What is an instrumental delivery?
An instrumental delivery may be necessary if it is proving difficult for the baby to be born. If labour has been protracted, the mother may be becoming weak and finding it hard to keep pushing.
This could be because the baby is large or is in an awkward position inside the mother or has become stuck.
In these circumstances, the obstetrician may decide that the mother needs assistance in delivering her baby and will choose to use forceps or a ventouse.
Unfortunately, the circumstances that may require an instrumental delivery - a large baby or a stuck baby - are also those circumstances which may make a severe perineal tear more likely.
What is a ventouse?
A ventouse is a suction cap which is applied to the top of the baby's head and pulled gently as the mother pushes, in the hope that the additional assistance will ease the passage of the baby out of the vagina.
What are forceps?
Forceps are a medical instrument similar to a large pair of tongs which are placed on the sides of the baby's head and used, like a ventouse, to help pull the baby out when the mother pushes.
Forceps, ventouse and severe tears
However, the use of a ventouse, or particularly forceps, during childbirth increases the chances that the mother will experience a severe tear.
Most women suffer a perineal tear around the vagina of some degree but some women, approximately 5%, will suffer a severe tear which cuts across the perineum and additionally damages the muscles that control the anus.
It is believed that the additional pressure which a ventouse or forceps puts on the skin and muscle around the vagina may increase the mother's chance of receiving a third or fourth degree tear.
Instrumental delivery and an episiotomy
It is possible that a woman undergoing an instrumental delivery of her baby may also be given an episiotomy - a deliberate, surgical cut to the perineum between the vagina and the anus - to ease the use of the ventouse or forceps. There is some suggestion that the mother is less likely to suffer a severe tear with an instrumental delivery if she has already been given an episiotomy.
Equally, there is conflicting evidence as to the role of episiotomies in the experience of severe perineal tears with some suggestion that they can make a third or fourth degree tear more likely.
Monitoring an instrumental delivery
If it proves necessary to use either a ventouse or forceps in the course of a birth, the mother should be thoroughly examined afterwards to ensure that she has not received a severe perineal tear.

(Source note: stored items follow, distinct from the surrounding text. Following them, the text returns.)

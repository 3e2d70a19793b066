//! Narrative engine error types.

use thiserror::Error;

use crate::ids::{ChoiceId, SceneId};

/// Errors surfaced by the narrative engine.
///
/// Every variant is a deterministic function of bad input; retrying with the
/// same input reproduces the same error.
#[derive(Debug, Clone, PartialEq, Eq, Error)]
pub enum NarrativeError {
    /// A persisted session record is structurally invalid. The caller must
    /// start a new session.
    #[error("malformed session record: {0}")]
    MalformedSession(String),

    /// The scene the caller claims to act from does not exist in the story.
    #[error("unknown scene: {0}")]
    UnknownScene(SceneId),

    /// The selected choice is not part of the scene's choice list.
    #[error("unknown choice {choice_id} in scene {scene_id}")]
    UnknownChoice {
        /// The scene that was searched.
        scene_id: SceneId,
        /// The choice that was not found.
        choice_id: ChoiceId,
    },

    /// A choice points at a scene the story does not define. This is an
    /// authoring defect, not a recoverable runtime condition.
    #[error("choice {choice_id} in scene {scene_id} targets missing scene {target}")]
    DanglingTarget {
        /// The scene owning the broken choice.
        scene_id: SceneId,
        /// The broken choice.
        choice_id: ChoiceId,
        /// The unresolved target.
        target: SceneId,
    },
}

impl NarrativeError {
    /// Returns `true` for errors caused by story data rather than caller
    /// input.
    #[must_use]
    pub fn is_authoring_defect(&self) -> bool {
        matches!(self, Self::DanglingTarget { .. })
    }
}
//! Test clock — deterministic `Clock` implementation for tests.

use branchwood_core::clock::Clock;
use chrono::{DateTime, TimeZone, Utc};

/// A clock that always returns a fixed point in time.
#[derive(Debug, Clone, Copy)]
pub struct FixedClock(pub DateTime<Utc>);

impl FixedClock {
    /// A fixed clock at 2026-01-15T10:00:00Z.
    ///
    /// # Panics
    ///
    /// Never; the timestamp is a valid constant.
    #[must_use]
    pub fn reference() -> Self {
        Self(
            Utc.with_ymd_and_hms(2026, 1, 15, 10, 0, 0)
                .single()
                .expect("constant timestamp is valid"),
        )
    }
}

impl Clock for FixedClock {
    fn now(&self) -> DateTime<Utc> {
        self.0
    }
}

If she has, in fact, received a third or fourth degree tear, she will need to be taken to an operating theatre for her injury to be repaired by an experienced surgeon.
Medical Negligence
If a severe tear is not diagnosed accurately and repaired effectively, the mother may suffer appalling long-term symptoms. In these circumstances, it may be appropriate to make a claim for compensation for the substandard level of care received.